Saved entries
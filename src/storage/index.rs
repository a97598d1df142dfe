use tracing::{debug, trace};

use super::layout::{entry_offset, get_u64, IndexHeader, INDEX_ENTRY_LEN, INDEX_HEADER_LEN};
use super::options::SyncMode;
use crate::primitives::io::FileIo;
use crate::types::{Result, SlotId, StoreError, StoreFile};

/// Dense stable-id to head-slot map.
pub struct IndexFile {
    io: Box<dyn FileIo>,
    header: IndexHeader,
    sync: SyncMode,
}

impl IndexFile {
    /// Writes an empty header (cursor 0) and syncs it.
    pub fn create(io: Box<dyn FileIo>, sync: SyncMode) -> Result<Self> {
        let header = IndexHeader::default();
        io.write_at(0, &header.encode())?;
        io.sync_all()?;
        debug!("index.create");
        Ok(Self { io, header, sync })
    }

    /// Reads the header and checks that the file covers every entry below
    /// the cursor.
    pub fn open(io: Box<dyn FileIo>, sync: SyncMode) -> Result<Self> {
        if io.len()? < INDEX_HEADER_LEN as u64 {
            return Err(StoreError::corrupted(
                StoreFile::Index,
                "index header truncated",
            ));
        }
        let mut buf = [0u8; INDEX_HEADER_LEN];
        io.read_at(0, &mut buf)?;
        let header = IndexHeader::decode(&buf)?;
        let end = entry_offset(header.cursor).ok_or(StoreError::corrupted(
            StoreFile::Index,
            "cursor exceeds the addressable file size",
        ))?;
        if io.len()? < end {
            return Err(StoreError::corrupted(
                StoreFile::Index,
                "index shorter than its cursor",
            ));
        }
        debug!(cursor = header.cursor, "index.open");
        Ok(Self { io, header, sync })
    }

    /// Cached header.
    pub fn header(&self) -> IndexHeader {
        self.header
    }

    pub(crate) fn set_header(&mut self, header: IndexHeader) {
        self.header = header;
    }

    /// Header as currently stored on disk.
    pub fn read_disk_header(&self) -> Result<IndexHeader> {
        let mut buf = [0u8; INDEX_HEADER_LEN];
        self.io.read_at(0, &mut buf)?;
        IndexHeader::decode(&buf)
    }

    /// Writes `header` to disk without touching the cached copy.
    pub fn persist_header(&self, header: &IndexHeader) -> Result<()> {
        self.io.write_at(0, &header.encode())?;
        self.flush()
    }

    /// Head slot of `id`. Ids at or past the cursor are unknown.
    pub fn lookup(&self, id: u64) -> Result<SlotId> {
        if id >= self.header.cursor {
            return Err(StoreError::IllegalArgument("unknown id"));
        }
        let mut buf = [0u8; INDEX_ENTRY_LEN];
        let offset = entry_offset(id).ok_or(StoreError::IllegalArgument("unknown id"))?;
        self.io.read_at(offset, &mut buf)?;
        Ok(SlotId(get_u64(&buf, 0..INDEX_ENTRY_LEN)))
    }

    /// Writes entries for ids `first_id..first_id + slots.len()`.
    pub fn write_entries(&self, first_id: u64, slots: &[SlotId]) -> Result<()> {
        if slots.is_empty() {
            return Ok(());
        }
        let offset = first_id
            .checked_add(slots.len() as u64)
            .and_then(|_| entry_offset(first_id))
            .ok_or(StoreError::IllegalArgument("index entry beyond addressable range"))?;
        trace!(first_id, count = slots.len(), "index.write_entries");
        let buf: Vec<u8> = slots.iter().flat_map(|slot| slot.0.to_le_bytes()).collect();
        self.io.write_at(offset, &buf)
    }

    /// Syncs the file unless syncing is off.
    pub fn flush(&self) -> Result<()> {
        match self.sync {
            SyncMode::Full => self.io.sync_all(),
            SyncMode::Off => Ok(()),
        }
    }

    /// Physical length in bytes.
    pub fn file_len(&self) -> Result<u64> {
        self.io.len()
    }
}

→ **Try it**: Where does the string "super" appear in the records above? Return every line that holds it.

→ **Written solution**:
use super::layout::{entry_offset, get_u64, IndexHeader, INDEX_ENTRY_LEN, INDEX_HEADER_LEN};
use super::options::SyncMode;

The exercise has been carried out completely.